Ronon growled as he came to a halt and turning round to address them all, and speaking as if to children, said, "Haven't you people learned anything? They're Wraith. They kill people, it's what they do—!"
"Ronon," Sheppard said warningly. He didn't think that Ronon's tantrum was going to get them anywhere toward changing anyone's mind.
"—and sooner or later someone's going to get hurt, or worse, and for what—?" Ronon went on bitterly.
"Ronon, sit down!" Sheppard said again, but the big Satedan wouldn't be moved.
"—how many people are going to—?"
Teyla came to her feet then, still leaning on the table and raising her voice to be heard over Ronon's angry rumble.
"Ronon, I understand your objections, I do," she said urgently, "and I share your hatred of the Wraith, but this is my—"
As she spoke, Sheppard watched Ronon reach behind him, and pulled something from a pocket in the lining of his vest and tossed it onto the table in front of Teyla. It fell against the wood with a resounding bang, and Teyla jumped, cut off mid sentence by the sound and, Sheppard realised, by the recognition of the object – a large, fabric bound book.
The following silence was suffocating.
Sheppard watched as the others at the table exchanged confused glances with one another, until Teyla said with almost whispered fury, "How dare you?"
The anger crept upwards over her chest and neck to colour her face and narrow her eyes, bringing her pupils to sharp points within her eyes.
"Just tell me the reason we're going to get this bastard has nothing to do with what's in there," Ronon said. His voice was now as soft as hers had been. He raised his hand and pointed to the book that Sheppard realised must be Teyla's journal.
Teyla, trembling in anger, picked up the book and said, "I need. To find. My son." She held Ronon's gaze as she continued, "What was written here, months ago when I was first returned to Atlantis, has nothing to do with this mission, and it has nothing to do with any of you."
Sheppard sighed, and McKay shifted, obviously uncomfortably, in his seat as Ronon took a step toward Teyla. She drew herself up to her full height, not much against the massive bulk of the Satedan, but from the shadowed corner of the room a figure detached itself, and Sheppard realised he had not noticed Halling's presence in the room. He put himself almost in Ronon's path, stopping the other man cold.
"She has given you her answer," the Athosian said.
"Ronon," Beckett said softly, "Sit down, Son."

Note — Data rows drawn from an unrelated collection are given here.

impl<T: Transport> Inner<T> {
    fn check_ready(&mut self) -> Result<(), Error> {
        if self.status.contains(DiskStatus::NOT_INITIALIZED) {
            self.initialize()?;
        }
        Ok(())
    }

    /// Deselect, then select: drive CS low and wait for the card to release
    /// MISO to 0xFF within `busy_wait_ms`.
    fn select(&mut self) -> Result<(), Error> {
        self.deselect()?;
        self.transport.select()?;
        if self.wait_ready()? != 0xFF {
            self.deselect()?;
            return Err(Error::DiskError);
        }
        Ok(())
    }

    fn deselect(&mut self) -> Result<(), Error> {
        self.transport.deselect()?;
        self.transport.exchange(0xFF)?;
        Ok(())
    }

    fn wait_ready(&mut self) -> Result<u8, Error> {
        self.transport.exchange(0xFF)?;
        let budget = self.options.busy_wait_ms;
        let mut waited = 0u32;
        let mut res;
        loop {
            res = self.transport.exchange(0xFF)?;
            if res == 0xFF || waited >= budget {
                break;
            }
            self.transport.delay_us(1000);
            waited += 1;
        }
        Ok(res)
    }

    /// Send a command, selecting the card first. Per §4.1: a command is 6
    /// bytes (start + `0x40|cmd`, 4-byte big-endian argument, CRC|1); CRC is
    /// precomputed only for CMD0 and CMD8, all other commands send `0x01`.
    fn send_cmd(&mut self, cmd: u8, arg: u32) -> Result<u8, Error> {
        self.select()?;

        let crc = match cmd {
            proto::CMD0 => 0x95,
            proto::CMD8 => 0x87,
            _ => 0x01,
        };
        let frame = [
            0x40 | cmd,
            (arg >> 24) as u8,
            (arg >> 16) as u8,
            (arg >> 8) as u8,
            arg as u8,
            crc,
        ];
        self.transport.write_bytes(&frame)?;

        if cmd == proto::CMD12 {
            self.transport.exchange(0xFF)?;
        }

        for _ in 0..self.options.command_response_attempts {
            let res = self.transport.exchange(0xFF)?;
            if (res & 0x80) == proto::ERROR_OK {
                return Ok(res);
            }
        }
        Err(Error::DiskError)
    }

    /// Send APP_CMD (CMD55) then the given command, per §4.1.
    fn send_acmd(&mut self, cmd: u8, arg: u32) -> Result<u8, Error> {
        let r1 = self.send_cmd(proto::CMD55, 0)?;
        if r1 > 1 {
            return Ok(r1);
        }
        self.send_cmd(cmd, arg)
    }

    fn initialize(&mut self) -> Result<DiskStatus, Error> {
        self.status.insert(DiskStatus::NOT_INITIALIZED);
        self.card_type = CardType::empty();
        self.transport.set_clock_freq(INIT_CLOCK_HZ);

        self.transport.deselect().map_err(|_| Error::DiskError)?;
        for _ in 0..10 {
            self.transport.exchange(0xFF)?;
        }

        let result = self.run_init_sequence();
        self.deselect()?;

        match result {
            Ok(card_type) => {
                self.card_type = card_type;
                self.status.remove(DiskStatus::NOT_INITIALIZED);
                self.transport.set_clock_freq(FULL_SPEED_CLOCK_HZ);
                debug!("card initialized, type={:?}", self.card_type);
                Ok(self.status)
            }
            Err(e) => {
                warn!("card init failed");
                Err(e)
            }
        }
    }

    fn run_init_sequence(&mut self) -> Result<CardType, Error> {
        if self.send_cmd(proto::CMD0, 0)? != proto::R1_IDLE_STATE {
            return Err(Error::DiskError);
        }

        let mut ty = CardType::empty();
        if self.send_cmd(proto::CMD8, 0x1AA)? == proto::R1_IDLE_STATE {
            let mut ocr = [0u8; 4];
            self.transport.read_bytes(&mut ocr)?;
            if ocr[2] == 0x01 && ocr[3] == 0xAA {
                let mut iters = self.options.init_poll_iterations;
                loop {
                    if self.send_acmd(proto::ACMD41, 0x4000_0000)? == proto::R1_READY_STATE
                    {
                        break;
                    }
                    if iters == 0 {
                        return Err(Error::DiskError);
                    }
                    iters -= 1;
                    self.transport.delay_us(100);
                }
                if self.send_cmd(proto::CMD58, 0)? == proto::R1_READY_STATE {
                    let mut ocr2 = [0u8; 4];
                    self.transport.read_bytes(&mut ocr2)?;
                    ty = if (ocr2[0] & 0x40) != 0 {
                        CardType::SD2 | CardType::BLOCK
                    } else {
                        CardType::SD2
                    };
                }
            }
        } else {
            let (probe_cmd, detected) = if self.send_acmd(proto::ACMD41, 0)? <= 1 {
                (proto::ACMD41, CardType::SD1)
            } else {
                (proto::CMD1, CardType::MMC)
            };

            let mut iters = self.options.init_poll_iterations;
            loop {
                let r1 = if detected == CardType::MMC {
                    self.send_cmd(probe_cmd, 0)?
                } else {
                    self.send_acmd(probe_cmd, 0)?
                };
                if r1 == proto::R1_READY_STATE {
                    break;
                }
                if iters == 0 {
                    return Err(Error::DiskError);
                }
                iters -= 1;
                self.transport.delay_us(100);
            }

            if self.send_cmd(proto::CMD16, 512)? != proto::R1_READY_STATE {
                return Err(Error::DiskError);
            }
            ty = detected;
        }

        if ty.is_empty() {
            return Err(Error::DiskError);
        }
        Ok(ty)
    }

    fn sector_address(&self, idx: BlockIdx) -> u32 {
        if self.card_type.contains(CardType::BLOCK) {
            idx.0
        } else {
            idx.0 * Block::LEN_U32
        }
    }

    fn read(&mut self, blocks: &mut [Block], start: BlockIdx) -> Result<(), Error> {
        self.check_ready()?;
        if blocks.is_empty() {
            return Err(Error::ParameterError);
        }
        let addr = self.sector_address(start);

        let result = if blocks.len() == 1 {
            (|| {
                self.send_cmd(proto::CMD17, addr)?;
                self.read_data_block(&mut blocks[0].contents)
            })()
        } else {
            (|| {
                self.send_cmd(proto::CMD18, addr)?;
                for block in blocks.iter_mut() {
                    self.read_data_block(&mut block.contents)?;
                }
                self.send_cmd(proto::CMD12, 0)?;
                Ok(())
            })()
        };
        self.deselect()?;
        result
    }

    fn write(&mut self, blocks: &[Block], start: BlockIdx) -> Result<(), Error> {
        self.check_ready()?;
        if self.status.contains(DiskStatus::WRITE_PROTECTED) {
            return Err(Error::WriteProtected);
        }
        if blocks.is_empty() {
            return Err(Error::ParameterError);
        }
        let addr = self.sector_address(start);

        let result = if blocks.len() == 1 {
            (|| {
                self.send_cmd(proto::CMD24, addr)?;
                self.write_data_block(proto::DATA_START_BLOCK, &blocks[0].contents)
            })()
        } else {
            (|| {
                if self.card_type.intersects(CardType::SD1 | CardType::SD2) {
                    self.send_acmd(proto::ACMD23, blocks.len() as u32)?;
                }
                self.send_cmd(proto::CMD25, addr)?;
                for block in blocks {
                    self.write_data_block(proto::WRITE_MULTIPLE_TOKEN, &block.contents)?;
                }
                self.write_stop_tran()
            })()
        };
        self.deselect()?;
        result
    }

    fn read_data_block(&mut self, buffer: &mut [u8]) -> Result<(), Error> {
        let token = self.wait_for_token(self.options.data_token_wait_ms)?;
        if token != proto::DATA_START_BLOCK {
            return Err(Error::DiskError);
        }
        self.transport.read_bytes(buffer)?;
        let mut crc_bytes = [0u8; 2];
        self.transport.read_bytes(&mut crc_bytes)?;
        if self.options.use_crc {
            let crc = (u16::from(crc_bytes[0]) << 8) | u16::from(crc_bytes[1]);
            if crc != proto::crc16(buffer) {
                return Err(Error::DiskError);
            }
        }
        Ok(())
    }

    fn write_data_block(&mut self, token: u8, buffer: &[u8]) -> Result<(), Error> {
        self.wait_ready()?;
        self.transport.exchange(token)?;
        self.transport.write_bytes(buffer)?;
        if self.options.use_crc {
            let crc = proto::crc16(buffer);
            self.transport.exchange((crc >> 8) as u8)?;
            self.transport.exchange(crc as u8)?;
        } else {
            self.transport.exchange(0xFF)?;
            self.transport.exchange(0xFF)?;
        }
        let status = self.transport.exchange(0xFF)?;
        if (status & proto::DATA_RES_MASK) != proto::DATA_RES_ACCEPTED {
            return Err(Error::DiskError);
        }
        Ok(())
    }

    fn write_stop_tran(&mut self) -> Result<(), Error> {
        self.wait_ready()?;
        self.transport.exchange(proto::STOP_TRAN_TOKEN)?;
        Ok(())
    }

    fn wait_for_token(&mut self, timeout_ms: u32) -> Result<u8, Error> {
        let mut waited = 0u32;
        loop {
            let token = self.transport.exchange(0xFF)?;
            if token != 0xFF {
                return Ok(token);
            }
            if waited >= timeout_ms {
                return Err(Error::DiskError);
            }
            self.transport.delay_us(1000);
            waited += 1;
        }
    }

    fn read_list(&mut self, list: &mut dma::GatherList<'_, '_>) -> Result<(), Error> {
        self.check_ready()?;
        self.transport.lock();
        self.transport.set_dma_enabled(true);
        let result = dma::run_gather_list(self, list);
        self.transport.set_dma_enabled(false);
        self.transport.unlock();
        self.deselect().ok();
        result
    }

    fn read_csd(&mut self) -> Result<Csd, Error> {
        self.send_cmd(proto::CMD9, 0)?;
        let mut data = [0u8; 16];
        self.read_data_block(&mut data)?;
        if (data[0] >> 6) == 1 {
            Ok(Csd::V2(CsdV2 { data }))
        } else {
            Ok(Csd::V1(CsdV1 { data }))
        }
    }

    fn num_blocks(&mut self) -> Result<BlockCount, Error> {
        let result = self.read_csd().map(|csd| match csd {
            Csd::V1(csd) => BlockCount(csd.card_capacity_blocks()),
            Csd::V2(csd) => BlockCount(csd.card_capacity_blocks()),
        });
        self.deselect()?;
        result
    }

    fn ioctl(&mut self, request: IoctlRequest, buffer: &mut [u8]) -> Result<(), Error> {
        self.check_ready()?;
        let result = self.ioctl_inner(request, buffer);
        self.deselect()?;
        result
    }

    fn ioctl_inner(&mut self, request: IoctlRequest, buffer: &mut [u8]) -> Result<(), Error> {
        match request {
            IoctlRequest::Sync => {
                self.select()?;
                Ok(())
            }
            IoctlRequest::GetSectorCount => {
                let count = self.num_blocks()?;
                buffer[0..4].copy_from_slice(&count.0.to_le_bytes());
                Ok(())
            }
            IoctlRequest::GetSectorSize => {
                buffer[0..2].copy_from_slice(&(Block::LEN as u16).to_le_bytes());
                Ok(())
            }
            IoctlRequest::GetBlockSize => {
                let sectors = self.erase_block_size_sectors()?;
                buffer[0..4].copy_from_slice(&sectors.to_le_bytes());
                Ok(())
            }
            IoctlRequest::GetCardType => {
                buffer[0] = self.card_type.bits();
                Ok(())
            }
            IoctlRequest::GetCsd => {
                self.send_cmd(proto::CMD9, 0)?;
                self.read_data_block(buffer)
            }
            IoctlRequest::GetCid => {
                self.send_cmd(proto::CMD10, 0)?;
                self.read_data_block(buffer)
            }
            IoctlRequest::GetOcr => {
                if self.send_cmd(proto::CMD58, 0)? != proto::R1_READY_STATE {
                    return Err(Error::DiskError);
                }
                self.transport.read_bytes(buffer)
            }
            IoctlRequest::GetSdStatus => {
                if self.send_acmd(proto::ACMD13, 0)? != proto::R1_READY_STATE {
                    return Err(Error::DiskError);
                }
                self.transport.exchange(0xFF)?;
                self.read_data_block(buffer)
            }
        }
        .map_err(Error::from)
    }

    /// Get block size in sectors: SDv2 cards via `ACMD13` (SD status), SDv1
    /// and MMCv3 via the CSD's erase-sector fields. The distilled spec only
    /// says "derived from CSD or SD-status"; the original implements both
    /// branches, which this mirrors (see `SPEC_FULL.md` §3).
    fn erase_block_size_sectors(&mut self) -> Result<u32, Error> {
        if self.card_type.contains(CardType::SD2) {
            if self.send_acmd(proto::ACMD13, 0)? != proto::R1_READY_STATE {
                return Err(Error::DiskError);
            }
            self.transport.exchange(0xFF)?;
            let mut sd_status = [0u8; 64];
            self.read_data_block(&mut sd_status)?;
            Ok(16u32 << (sd_status[10] >> 4))
        } else {
            match self.read_csd()? {
                Csd::V1(csd) => Ok(csd.erase_block_size_sectors()),
                Csd::V2(csd) => Ok(csd.erase_block_size_sectors()),
            }
        }
    }
}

Ignoring them both, Ronon's eyes locked with Teyla's and Sheppard was worried that it wasn't over.
Then Ronon growled quietly, "Good enough," and all but threw himself into his seat.
Woolsey cleared his throat and finally began the mission briefing.
**
Rissek looked up as the hybrid stationed at the communications console left his place and approached him with a tablet in hand. Frowning he took the tablet and looked over it. His frown only deepened as he did.
When did we receive this?" he demanded.
"Moments ago," the other hybrid answered. "Received on the subspace channel our communications array has been monitoring."
Rissek handed back the tablet, his heart raced in his chest as he slipped his hands into the grip of the navigation interface and entered into communion with the Hive. The forward screen came to life at his behest, showing first a star map with the desired coordinates marked with a shining spot of light, and then to show the way ahead, and the forming lightning portal of the hyperspace window.
"Now," he said aloud as the thrum of the ship's engines intensified beneath his feet. "It begins."